-- INSTRUCTIONS FOR THE TASK --
Reproduce each line from the records that holds "rank".

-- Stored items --
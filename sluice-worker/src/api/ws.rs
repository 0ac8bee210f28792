//! Live progress stream
//!
//! `GET /ws/{session_id}` upgrades to a WebSocket that receives the
//! session's progress lines as text frames. Inbound frames are ignored
//! apart from close.

use axum::{
    extract::{
        Path, State,
        ws::{Message, WebSocket, WebSocketUpgrade},
    },
    response::Response,
};
use sluice_core::domain::session::SessionId;
use std::sync::Arc;
use tracing::{debug, info};

use crate::api::AppState;
use crate::api::error::{ApiError, ApiResult};
use crate::hub::SubscriberHub;

/// GET /ws/{session_id}
/// Subscribe to a session's progress lines
pub async fn connect(
    State(state): State<AppState>,
    Path(session_id): Path<String>,
    upgrade: WebSocketUpgrade,
) -> ApiResult<Response> {
    let session =
        SessionId::parse(session_id).map_err(|e| ApiError::BadRequest(e.to_string()))?;
    Ok(upgrade.on_upgrade(move |socket| stream(socket, state.hub, session)))
}

async fn stream(mut socket: WebSocket, hub: Arc<SubscriberHub>, session: SessionId) {
    let (id, mut lines) = hub.subscribe(&session);
    info!(
        "UI connected for session {} ({} subscriber(s))",
        session,
        hub.subscriber_count(&session)
    );

    loop {
        tokio::select! {
            line = lines.recv() => {
                let Some(line) = line else { break };
                if socket.send(Message::Text(line.into())).await.is_err() {
                    break;
                }
            }
            inbound = socket.recv() => match inbound {
                Some(Ok(Message::Close(_))) | Some(Err(_)) | None => break,
                Some(Ok(_)) => {}
            },
        }
    }

    hub.leave(&session, id);
    debug!("UI disconnected from session {}", session);
}
//! Pipeline domain types

use serde::{Deserialize, Serialize};

/// One of the two sequential remote jobs in a session's pipeline
#[derive(Debug, Clone, Copy, PartialEq, Eq, Hash, Serialize, Deserialize)]
#[serde(rename_all = "lowercase")]
pub enum Stage {
    Build,
    Deploy,
}

impl Stage {
    /// Value of the `pipeline` label attached to executions of this stage
    pub fn label(&self) -> &'static str {
        match self {
            Stage::Build => "builder",
            Stage::Deploy => "deployer",
        }
    }

    pub fn triggered(&self) -> PipelineState {
        match self {
            Stage::Build => PipelineState::BuildTriggered,
            Stage::Deploy => PipelineState::DeployTriggered,
        }
    }

    pub fn running(&self) -> PipelineState {
        match self {
            Stage::Build => PipelineState::BuildRunning,
            Stage::Deploy => PipelineState::DeployRunning,
        }
    }

    pub fn succeeded(&self) -> PipelineState {
        match self {
            Stage::Build => PipelineState::BuildSucceeded,
            Stage::Deploy => PipelineState::DeploySucceeded,
        }
    }
}

impl std::fmt::Display for Stage {
    fn fmt(&self, f: &mut std::fmt::Formatter<'_>) -> std::fmt::Result {
        match self {
            Stage::Build => write!(f, "build"),
            Stage::Deploy => write!(f, "deploy"),
        }
    }
}

/// Where a session's pipeline currently stands
///
/// Transitions advance one step at a time along the happy path.
/// `DeploySucceeded` and `Failed` are terminal; `Failed` is reachable from
/// every non-terminal state.
#[derive(Debug, Clone, PartialEq, Eq, Serialize, Deserialize)]
#[serde(tag = "state", content = "reason")]
pub enum PipelineState {
    Received,
    PayloadPersisted,
    BuildTriggered,
    BuildRunning,
    BuildSucceeded,
    DeployTriggered,
    DeployRunning,
    DeploySucceeded,
    Failed(String),
}

impl PipelineState {
    pub fn is_terminal(&self) -> bool {
        matches!(self, PipelineState::DeploySucceeded | PipelineState::Failed(_))
    }

    /// Position along the happy path; `None` for `Failed`
    fn rank(&self) -> Option<u8> {
        let rank = match self {
            PipelineState::Received => 0,
            PipelineState::PayloadPersisted => 1,
            PipelineState::BuildTriggered => 2,
            PipelineState::BuildRunning => 3,
            PipelineState::BuildSucceeded => 4,
            PipelineState::DeployTriggered => 5,
            PipelineState::DeployRunning => 6,
            PipelineState::DeploySucceeded => 7,
            PipelineState::Failed(_) => return None,
        };
        Some(rank)
    }

    /// Checks whether moving to `next` respects the state machine
    ///
    /// Only the immediate successor or `Failed` qualify. Resuming from a
    /// checkpoint adopts its state directly instead of transitioning.
    pub fn can_transition_to(&self, next: &PipelineState) -> bool {
        if self.is_terminal() {
            return false;
        }
        match (self.rank(), next.rank()) {
            (_, None) => true,
            (Some(current), Some(next)) => next == current + 1,
            (None, Some(_)) => false,
        }
    }
}

impl std::fmt::Display for PipelineState {
    fn fmt(&self, f: &mut std::fmt::Formatter<'_>) -> std::fmt::Result {
        match self {
            PipelineState::Failed(reason) => write!(f, "Failed({})", reason),
            other => write!(f, "{:?}", other),
        }
    }
}
//! Execution discovery
//!
//! The trigger call returns before the backend lists the new execution, so
//! the execution is located afterwards by its labels. Matching both the
//! session and the per-trigger run label keeps concurrent sessions (and
//! earlier runs of the same session) apart.

use sluice_client::JobsBackend;
use sluice_core::domain::job::{JobHandle, RUN_LABEL, SESSION_LABEL};
use sluice_core::domain::session::SessionId;
use std::sync::Arc;
use std::time::Duration;
use tokio::time::Instant;
use tokio_util::sync::CancellationToken;
use tracing::{debug, info, warn};

use crate::context::Timings;
use crate::error::StageError;

pub struct ExecutionDiscovery {
    jobs: Arc<dyn JobsBackend>,
    interval: Duration,
    deadline: Duration,
    page_size: u32,
}

impl ExecutionDiscovery {
    pub fn new(jobs: Arc<dyn JobsBackend>, timings: &Timings) -> Self {
        Self {
            jobs,
            interval: timings.discovery_interval,
            deadline: timings.discovery_deadline,
            page_size: timings.discovery_page_size,
        }
    }

    /// Finds the execution a trigger produced
    ///
    /// Lists recent executions of the handle's job until one carries both the
    /// session and the run label. Failed list calls are retried on the next
    /// interval.
    ///
    /// # Errors
    /// [`StageError::ExecutionNotFound`] once the deadline passes,
    /// [`StageError::Cancelled`] if the session is cancelled first.
    pub async fn discover(
        &self,
        handle: &JobHandle,
        session: &SessionId,
        cancel: &CancellationToken,
    ) -> Result<String, StageError> {
        let started = Instant::now();
        let deadline = started + self.deadline;
        let mut attempts = 0u32;

        loop {
            attempts += 1;
            match self
                .jobs
                .list_executions(&handle.job_resource, self.page_size)
                .await
            {
                Ok(executions) => {
                    let found = executions.into_iter().find(|e| {
                        e.label(SESSION_LABEL) == Some(session.as_str())
                            && e.label(RUN_LABEL) == Some(handle.run_id.as_str())
                    });
                    if let Some(execution) = found {
                        info!(
                            "Found {} execution {} for session {} after {} attempt(s)",
                            handle.stage, execution.name, session, attempts
                        );
                        return Ok(execution.name);
                    }
                    debug!(
                        "No {} execution for session {} yet (attempt {})",
                        handle.stage, session, attempts
                    );
                }
                Err(e) => {
                    warn!(
                        "Failed to list executions of {} (attempt {}): {}",
                        handle.job_resource, attempts, e
                    );
                }
            }

            let now = Instant::now();
            if now >= deadline {
                return Err(StageError::ExecutionNotFound {
                    job_resource: handle.job_resource.clone(),
                    session: session.to_string(),
                    elapsed: now - started,
                });
            }

            let wait = self.interval.min(deadline - now);
            tokio::select! {
                _ = cancel.cancelled() => return Err(StageError::Cancelled),
                _ = tokio::time::sleep(wait) => {}
            }
        }
    }
}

-- ANSWER SECTION --
    fn rank(&self) -> Option<u8> {
        let rank = match self {
        Some(rank)
        match (self.rank(), next.rank()) {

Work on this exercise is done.